> _INFORMATION SUPPLIED_:
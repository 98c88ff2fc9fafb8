//! Ring Buffer dengan kapasitas tetap
//!
//! Ring ini tidak melakukan sinkronisasi sendiri. Setiap strategi queue
//! menyimpannya di balik lock masing-masing, jadi semua method memakai
//! `&mut self` dan cursor cukup integer biasa.
//! Tidak ada alokasi setelah inisialisasi ([`RingBuffer::with_capacity`]).

use std::mem::MaybeUninit;

/// Circular buffer berisi `capacity` slot.
///
/// Tepat `len` slot mulai dari `read` (wrapping) yang terinisialisasi;
/// slot lain dianggap kosong.
pub(crate) struct RingBuffer<T> {
    slots: Box<[MaybeUninit<T>]>,
    // Slot berikutnya untuk dibaca
    read: usize,
    // Slot berikutnya untuk ditulis
    write: usize,
    len: usize,
}

impl<T> RingBuffer<T> {
    /// Alokasi `capacity` slot kosong. Caller yang memvalidasi `capacity >= 1`.
    pub(crate) fn with_capacity(capacity: usize) -> Self {
        debug_assert!(capacity > 0, "ring capacity must be non-zero");

        let mut slots = Vec::with_capacity(capacity);
        slots.resize_with(capacity, MaybeUninit::uninit);

        Self {
            slots: slots.into_boxed_slice(),
            read: 0,
            write: 0,
            len: 0,
        }
    }

    /// Simpan `value` di write slot. Value dikembalikan jika buffer penuh.
    #[inline]
    pub(crate) fn push(&mut self, value: T) -> Result<(), T> {
        if self.is_full() {
            return Err(value);
        }

        self.slots[self.write].write(value);
        self.write = self.advance(self.write);
        self.len += 1;

        Ok(())
    }

    /// Ambil value paling lama, atau `None` jika kosong.
    #[inline]
    pub(crate) fn pop(&mut self) -> Option<T> {
        if self.is_empty() {
            return None;
        }

        // SAFETY: len > 0, jadi read slot sudah ditulis oleh `push` dan belum
        // dibaca. Geser `read` di bawah menandai slot kosong lagi.
        let value = unsafe { self.slots[self.read].assume_init_read() };
        self.read = self.advance(self.read);
        self.len -= 1;

        Some(value)
    }

    #[inline]
    fn advance(&self, index: usize) -> usize {
        let next = index + 1;
        if next == self.slots.len() {
            0
        } else {
            next
        }
    }

    #[inline]
    pub(crate) fn len(&self) -> usize {
        self.len
    }

    #[inline]
    pub(crate) fn capacity(&self) -> usize {
        self.slots.len()
    }

    #[inline]
    pub(crate) fn is_empty(&self) -> bool {
        self.len == 0
    }

    #[inline]
    pub(crate) fn is_full(&self) -> bool {
        self.len == self.slots.len()
    }
}

impl<T> Drop for RingBuffer<T> {
    fn drop(&mut self) {
        // Slot yang terisi masih memiliki value-nya
        while self.pop().is_some() {}
    }
}
use thiserror::Error;

/// Kapasitas nol ditolak saat konstruksi.
#[derive(Debug, Clone, Copy, PartialEq, Eq, Error)]
#[error("invalid queue capacity {0}: must be at least 1")]
pub struct InvalidCapacity(pub usize);

/// `put` yang gagal insert. Item dikembalikan ke caller.
#[derive(Debug, Clone, Copy, PartialEq, Eq, Error)]
pub enum PutError<T> {
    /// The queue has been closed; no put will ever succeed again.
    #[error("queue closed")]
    Closed(T),
    /// The queue is full (`try_put` only).
    #[error("queue full")]
    Full(T),
    /// No slot freed up before the deadline (`put_timeout` only).
    #[error("timed out waiting for a free slot")]
    Timeout(T),
}

impl<T> PutError<T> {
    /// Ambil kembali item yang tidak jadi di-insert.
    pub fn into_inner(self) -> T {
        match self {
            PutError::Closed(item) | PutError::Full(item) | PutError::Timeout(item) => item,
        }
    }

    pub fn is_closed(&self) -> bool {
        matches!(self, PutError::Closed(_))
    }
}

/// `take` yang tidak mendapat item.
#[derive(Debug, Clone, Copy, PartialEq, Eq, Error)]
pub enum TakeError {
    /// The queue is closed and drained; no item will ever arrive.
    #[error("queue closed and drained")]
    Closed,
    /// The queue is empty (`try_take` only).
    #[error("queue empty")]
    Empty,
    /// No item arrived before the deadline (`take_timeout` only).
    #[error("timed out waiting for an item")]
    Timeout,
}

impl TakeError {
    pub fn is_closed(&self) -> bool {
        matches!(self, TakeError::Closed)
    }
}
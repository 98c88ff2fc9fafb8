//! Bounded Blocking Queue
//!
//! Dua strategi dengan kontrak yang sama:
//! - [`CondvarQueue`]: satu lock, dua condition variable (default)
//! - [`SemaphoreQueue`]: tiga counting permit dengan poison-on-close
//!
//! Keduanya bisa dipakai lewat trait [`BlockingQueue`], dan
//! [`Strategy::build`] memilih salah satu saat runtime.

mod condvar;
mod error;
mod ring_buffer;
mod semaphore;

use std::fmt;
use std::str::FromStr;
use std::sync::Arc;
use std::time::Duration;

pub use condvar::CondvarQueue;
pub use error::{InvalidCapacity, PutError, TakeError};
pub use semaphore::SemaphoreQueue;

/// Strategi default.
pub type BoundedQueue<T> = CondvarQueue<T>;

/// Kontrak bersama untuk semua strategi queue.
///
/// Setiap wait mengecek ulang predikatnya setelah bangun, jadi spurious
/// wakeup atau wake yang "dicuri" thread lain tidak pernah lolos.
pub trait BlockingQueue<T>: Send + Sync {
    /// Block sampai ada slot kosong atau queue closed.
    fn put(&self, item: T) -> Result<(), PutError<T>>;

    /// Tidak pernah block; `Full` jika tidak ada slot kosong.
    fn try_put(&self, item: T) -> Result<(), PutError<T>>;

    /// Block paling lama `timeout`; `Timeout` jika slot tidak kunjung kosong.
    fn put_timeout(&self, item: T, timeout: Duration) -> Result<(), PutError<T>>;

    /// Block sampai ada item, atau queue closed dan sudah kosong.
    fn take(&self) -> Result<T, TakeError>;

    /// Tidak pernah block; `Empty` jika buffer kosong dan queue masih open.
    fn try_take(&self) -> Result<T, TakeError>;

    /// Block paling lama `timeout`; `Timeout` jika tidak ada item masuk.
    fn take_timeout(&self, timeout: Duration) -> Result<T, TakeError>;

    /// Idempotent. Membangunkan semua producer dan consumer yang block.
    fn close(&self);

    fn is_closed(&self) -> bool;

    /// Snapshot jumlah item di buffer (advisory).
    fn len(&self) -> usize;

    fn capacity(&self) -> usize;

    /// Strategi sinkronisasi di balik queue ini.
    fn strategy(&self) -> Strategy;

    fn is_empty(&self) -> bool {
        self.len() == 0
    }

    fn is_full(&self) -> bool {
        self.len() >= self.capacity()
    }
}

/// Strategi sinkronisasi di balik sebuah queue.
#[derive(Debug, Clone, Copy, Default, PartialEq, Eq, Hash)]
pub enum Strategy {
    /// Lock + condition variable `not_full` / `not_empty`.
    #[default]
    Condvar,
    /// Permit pool slot kosong dan slot terisi + binary lock.
    Semaphore,
}

impl Strategy {
    pub const ALL: [Strategy; 2] = [Strategy::Condvar, Strategy::Semaphore];

    /// Membuat queue yang bisa di-share dengan kapasitas `capacity`.
    pub fn build<T: Send + 'static>(
        self,
        capacity: usize,
    ) -> Result<Arc<dyn BlockingQueue<T>>, InvalidCapacity> {
        let queue: Arc<dyn BlockingQueue<T>> = match self {
            Strategy::Condvar => Arc::new(CondvarQueue::new(capacity)?),
            Strategy::Semaphore => Arc::new(SemaphoreQueue::new(capacity)?),
        };
        Ok(queue)
    }

    pub const fn as_str(self) -> &'static str {
        match self {
            Strategy::Condvar => "condvar",
            Strategy::Semaphore => "semaphore",
        }
    }
}

impl fmt::Display for Strategy {
    fn fmt(&self, f: &mut fmt::Formatter<'_>) -> fmt::Result {
        f.write_str(self.as_str())
    }
}

/// Nama strategi tidak dikenal.
#[derive(Debug, Clone, PartialEq, Eq, thiserror::Error)]
#[error("unknown strategy {0:?} (expected \"condvar\" or \"semaphore\")")]
pub struct UnknownStrategy(pub String);

impl FromStr for Strategy {
    type Err = UnknownStrategy;

    fn from_str(s: &str) -> Result<Self, Self::Err> {
        match s.to_ascii_lowercase().as_str() {
            "condvar" | "cv" => Ok(Strategy::Condvar),
            "semaphore" | "sem" => Ok(Strategy::Semaphore),
            _ => Err(UnknownStrategy(s.to_string())),
        }
    }
}
//! Queue berbasis lock + dua condition variable.
//!
//! Satu `Mutex` menjaga ring dan flag closed. Producer tidur di `not_full`
//! dan dibangunkan consumer setelah take; consumer tidur di `not_empty` dan
//! dibangunkan producer setelah put. Wait melepas lock secara atomic dan
//! mengambilnya lagi saat bangun, lalu predikat dicek ulang.

use std::time::{Duration, Instant};

use parking_lot::{Condvar, Mutex, MutexGuard};
use tracing::{debug, trace};

use super::error::{InvalidCapacity, PutError, TakeError};
use super::ring_buffer::RingBuffer;
use super::{BlockingQueue, Strategy};

struct State<T> {
    ring: RingBuffer<T>,
    closed: bool,
}

impl<T> State<T> {
    /// Producer boleh berhenti menunggu: ada slot, atau tidak akan pernah ada.
    #[inline]
    fn put_ready(&self) -> bool {
        !self.ring.is_full() || self.closed
    }

    /// Consumer boleh berhenti menunggu: ada item, atau tidak akan pernah ada.
    #[inline]
    fn take_ready(&self) -> bool {
        !self.ring.is_empty() || self.closed
    }
}

/// Bounded blocking queue dari satu lock dan dua condition variable.
pub struct CondvarQueue<T> {
    state: Mutex<State<T>>,
    not_full: Condvar,
    not_empty: Condvar,
    capacity: usize,
}

impl<T> CondvarQueue<T> {
    pub fn new(capacity: usize) -> Result<Self, InvalidCapacity> {
        if capacity == 0 {
            return Err(InvalidCapacity(capacity));
        }

        Ok(Self {
            state: Mutex::new(State {
                ring: RingBuffer::with_capacity(capacity),
                closed: false,
            }),
            not_full: Condvar::new(),
            not_empty: Condvar::new(),
            capacity,
        })
    }

    /// Block sampai ada slot kosong, lalu insert `item`.
    ///
    /// Gagal dengan [`PutError::Closed`] jika queue closed sebelum atau saat
    /// menunggu; item dikembalikan ke caller.
    pub fn put(&self, item: T) -> Result<(), PutError<T>> {
        let mut state = self.state.lock();
        while !state.put_ready() {
            self.not_full.wait(&mut state);
        }
        self.insert(state, item)
    }

    /// Insert `item` hanya jika ada slot kosong saat ini juga.
    pub fn try_put(&self, item: T) -> Result<(), PutError<T>> {
        let state = self.state.lock();
        if !state.put_ready() {
            return Err(PutError::Full(item));
        }
        self.insert(state, item)
    }

    /// Like [`put`](Self::put), but gives up with [`PutError::Timeout`] once
    /// `timeout` has elapsed without a free slot.
    pub fn put_timeout(&self, item: T, timeout: Duration) -> Result<(), PutError<T>> {
        let Some(deadline) = Instant::now().checked_add(timeout) else {
            return self.put(item);
        };

        let mut state = self.state.lock();
        while !state.put_ready() {
            if self.not_full.wait_until(&mut state, deadline).timed_out() && !state.put_ready() {
                trace!(?timeout, "put timed out");
                return Err(PutError::Timeout(item));
            }
        }
        self.insert(state, item)
    }

    /// Block sampai ada item, lalu return item tersebut.
    ///
    /// Setelah closed, sisa item tetap dibagikan; sesudah itu setiap call
    /// gagal dengan [`TakeError::Closed`].
    pub fn take(&self) -> Result<T, TakeError> {
        let mut state = self.state.lock();
        while !state.take_ready() {
            self.not_empty.wait(&mut state);
        }
        self.remove(state)
    }

    /// Ambil item hanya jika ada saat ini juga.
    pub fn try_take(&self) -> Result<T, TakeError> {
        let state = self.state.lock();
        if !state.take_ready() {
            return Err(TakeError::Empty);
        }
        self.remove(state)
    }

    /// Like [`take`](Self::take), but gives up with [`TakeError::Timeout`]
    /// once `timeout` has elapsed without an item.
    pub fn take_timeout(&self, timeout: Duration) -> Result<T, TakeError> {
        let Some(deadline) = Instant::now().checked_add(timeout) else {
            return self.take();
        };

        let mut state = self.state.lock();
        while !state.take_ready() {
            if self.not_empty.wait_until(&mut state, deadline).timed_out() && !state.take_ready()
            {
                trace!(?timeout, "take timed out");
                return Err(TakeError::Timeout);
            }
        }
        self.remove(state)
    }

    /// Tutup queue dan bangunkan semua producer dan consumer yang menunggu.
    ///
    /// Close kedua kali tidak berefek apa-apa.
    pub fn close(&self) {
        let mut state = self.state.lock();
        if state.closed {
            return;
        }
        state.closed = true;
        let remaining = state.ring.len();
        drop(state);

        self.not_full.notify_all();
        self.not_empty.notify_all();

        debug!(capacity = self.capacity, remaining, "queue closed");
    }

    pub fn is_closed(&self) -> bool {
        self.state.lock().closed
    }

    /// Jumlah item di buffer. Hanya snapshot, bisa basi saat return.
    pub fn len(&self) -> usize {
        self.state.lock().ring.len()
    }

    pub fn is_empty(&self) -> bool {
        self.state.lock().ring.is_empty()
    }

    pub fn is_full(&self) -> bool {
        self.state.lock().ring.is_full()
    }

    #[inline]
    pub fn capacity(&self) -> usize {
        self.capacity
    }

    // Caller memegang lock dan sudah melihat `put_ready`.
    fn insert(&self, mut state: MutexGuard<'_, State<T>>, item: T) -> Result<(), PutError<T>> {
        if state.closed {
            return Err(PutError::Closed(item));
        }
        state.ring.push(item).map_err(PutError::Full)?;
        drop(state);

        self.not_empty.notify_one();
        Ok(())
    }

    // Caller memegang lock dan sudah melihat `take_ready`.
    fn remove(&self, mut state: MutexGuard<'_, State<T>>) -> Result<T, TakeError> {
        let item = state.ring.pop().ok_or(TakeError::Closed)?;
        drop(state);

        self.not_full.notify_one();
        Ok(item)
    }
}

impl<T: Send> BlockingQueue<T> for CondvarQueue<T> {
    fn put(&self, item: T) -> Result<(), PutError<T>> {
        CondvarQueue::put(self, item)
    }

    fn try_put(&self, item: T) -> Result<(), PutError<T>> {
        CondvarQueue::try_put(self, item)
    }

    fn put_timeout(&self, item: T, timeout: Duration) -> Result<(), PutError<T>> {
        CondvarQueue::put_timeout(self, item, timeout)
    }

    fn take(&self) -> Result<T, TakeError> {
        CondvarQueue::take(self)
    }

    fn try_take(&self) -> Result<T, TakeError> {
        CondvarQueue::try_take(self)
    }

    fn take_timeout(&self, timeout: Duration) -> Result<T, TakeError> {
        CondvarQueue::take_timeout(self, timeout)
    }

    fn close(&self) {
        CondvarQueue::close(self)
    }

    fn is_closed(&self) -> bool {
        CondvarQueue::is_closed(self)
    }

    fn len(&self) -> usize {
        CondvarQueue::len(self)
    }

    fn capacity(&self) -> usize {
        CondvarQueue::capacity(self)
    }

    fn strategy(&self) -> Strategy {
        Strategy::Condvar
    }
}

impl<T> std::fmt::Debug for CondvarQueue<T> {
    fn fmt(&self, f: &mut std::fmt::Formatter<'_>) -> std::fmt::Result {
        let state = self.state.lock();
        f.debug_struct("CondvarQueue")
            .field("capacity", &self.capacity)
            .field("len", &state.ring.len())
            .field("closed", &state.closed)
            .finish()
    }
}
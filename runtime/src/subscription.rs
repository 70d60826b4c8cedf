//! Subscription adapter: at most one open push subscription per module.
//!
//! `subscribe` opens the connection through a [`Listener`] and spawns a task
//! that hands every decoded notification to the caller's handler, in arrival
//! order. `unsubscribe` aborts that task (the event registration) and closes
//! the connection (the transport). Both calls are idempotent.

use explorer_state_core::{Connection, Endpoint, Listener, SubscriptionError};
use futures::StreamExt;
use std::fmt;
use std::future::Future;
use std::sync::Arc;
use tokio::sync::Mutex;
use tokio::task::JoinHandle;

/// Both halves of an open subscription.
struct ActiveSubscription {
    endpoint: Endpoint,
    registration: JoinHandle<()>,
    connection: Box<dyn Connection>,
}

/// Owns at most one push subscription.
///
/// # Example
///
/// ```ignore
/// let adapter = SubscriptionAdapter::new("block", listener);
///
/// let timeline = timeline.clone();
/// adapter
///     .subscribe(&endpoint, move |block| {
///         let timeline = timeline.clone();
///         async move { timeline.add_latest_item(block).await }
///     })
///     .await?;
///
/// adapter.unsubscribe().await;
/// ```
pub struct SubscriptionAdapter<L: Listener> {
    name: &'static str,
    listener: Arc<L>,
    active: Mutex<Option<ActiveSubscription>>,
}

impl<L: Listener> SubscriptionAdapter<L> {
    /// Create an adapter without an open subscription.
    pub fn new(name: &'static str, listener: L) -> Self {
        Self {
            name,
            listener: Arc::new(listener),
            active: Mutex::new(None),
        }
    }

    /// Open a subscription to `endpoint` and forward notifications to
    /// `on_event`. No-op if a subscription is already open.
    ///
    /// Notifications are handled one at a time: the next one is not read
    /// before the handler future for the previous one has completed.
    /// Undecodable notifications are logged and skipped. The registration
    /// ends when the remote side closes the stream.
    ///
    /// # Errors
    ///
    /// Returns the listener's error if the connection cannot be opened. No
    /// subscription is recorded in that case.
    #[tracing::instrument(skip(self, endpoint, on_event), fields(module = self.name, endpoint = %endpoint))]
    pub async fn subscribe<H, Fut>(
        &self,
        endpoint: &Endpoint,
        on_event: H,
    ) -> Result<(), SubscriptionError>
    where
        H: Fn(L::Notification) -> Fut + Send + Sync + 'static,
        Fut: Future<Output = ()> + Send + 'static,
    {
        let mut active = self.active.lock().await;
        if let Some(existing) = active.as_ref() {
            tracing::debug!(open = %existing.endpoint, "Already subscribed");
            return Ok(());
        }

        let subscription = self.listener.open(endpoint).await?;
        let mut notifications = subscription.notifications;
        let name = self.name;

        let registration = tokio::spawn(async move {
            while let Some(notification) = notifications.next().await {
                match notification {
                    Ok(event) => on_event(event).await,
                    Err(SubscriptionError::Decode(reason)) => {
                        tracing::warn!(module = name, %reason, "Skipping undecodable notification");
                    },
                    Err(error) => {
                        tracing::warn!(module = name, %error, "Notification stream ended");
                        break;
                    },
                }
            }
            tracing::debug!(module = name, "Notification stream drained");
        });

        *active = Some(ActiveSubscription {
            endpoint: endpoint.clone(),
            registration,
            connection: subscription.connection,
        });

        metrics::counter!(crate::metrics::SUBSCRIPTIONS_OPENED_TOTAL, "module" => self.name)
            .increment(1);
        tracing::info!("Subscribed");
        Ok(())
    }

    /// Release the event registration and close the connection. No-op if no
    /// subscription is open.
    ///
    /// Returns only once the handler loop has stopped, so no handler runs
    /// after this call.
    #[tracing::instrument(skip(self), fields(module = self.name))]
    pub async fn unsubscribe(&self) {
        let Some(active) = self.active.lock().await.take() else {
            tracing::trace!("No open subscription");
            return;
        };
        let ActiveSubscription {
            endpoint,
            registration,
            connection,
        } = active;

        registration.abort();
        match registration.await {
            Err(error) if error.is_panic() => {
                tracing::error!(%error, "Notification handler panicked");
            },
            _ => {},
        }
        connection.close();

        metrics::counter!(crate::metrics::SUBSCRIPTIONS_CLOSED_TOTAL, "module" => self.name)
            .increment(1);
        tracing::info!(%endpoint, "Unsubscribed");
    }

    /// Whether a subscription is open.
    pub async fn is_subscribed(&self) -> bool {
        self.active.lock().await.is_some()
    }

    /// Endpoint of the open subscription.
    pub async fn endpoint(&self) -> Option<Endpoint> {
        self.active
            .lock()
            .await
            .as_ref()
            .map(|active| active.endpoint.clone())
    }
}

impl<L: Listener> fmt::Debug for SubscriptionAdapter<L> {
    fn fmt(&self, f: &mut fmt::Formatter<'_>) -> fmt::Result {
        f.debug_struct("SubscriptionAdapter")
            .field("name", &self.name)
            .finish_non_exhaustive()
    }
}

impl<L: Listener> Drop for SubscriptionAdapter<L> {
    fn drop(&mut self) {
        if let Some(active) = self.active.get_mut().take() {
            active.registration.abort();
            active.connection.close();
        }
    }
}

> _WORK REQUEST_: Your output should be an exact copy of the lines from the top of the listing above to the line with "pub(crate) fn push(&mut", both ends included.

> _SOLUTION_:
repository 98c88ff2fc9fafb8
//! Ring Buffer dengan kapasitas tetap
//!
//! Ring ini tidak melakukan sinkronisasi sendiri. Setiap strategi queue
//! menyimpannya di balik lock masing-masing, jadi semua method memakai
//! `&mut self` dan cursor cukup integer biasa.
//! Tidak ada alokasi setelah inisialisasi ([`RingBuffer::with_capacity`]).

use std::mem::MaybeUninit;

/// Circular buffer berisi `capacity` slot.
///
/// Tepat `len` slot mulai dari `read` (wrapping) yang terinisialisasi;
/// slot lain dianggap kosong.
pub(crate) struct RingBuffer<T> {
    slots: Box<[MaybeUninit<T>]>,
    // Slot berikutnya untuk dibaca
    read: usize,
    // Slot berikutnya untuk ditulis
    write: usize,
    len: usize,
}

impl<T> RingBuffer<T> {
    /// Alokasi `capacity` slot kosong. Caller yang memvalidasi `capacity >= 1`.
    pub(crate) fn with_capacity(capacity: usize) -> Self {
        debug_assert!(capacity > 0, "ring capacity must be non-zero");

        let mut slots = Vec::with_capacity(capacity);
        slots.resize_with(capacity, MaybeUninit::uninit);

        Self {
            slots: slots.into_boxed_slice(),
            read: 0,
            write: 0,
            len: 0,
        }
    }

    /// Simpan `value` di write slot. Value dikembalikan jika buffer penuh.
    #[inline]
    pub(crate) fn push(&mut self, value: T) -> Result<(), T> {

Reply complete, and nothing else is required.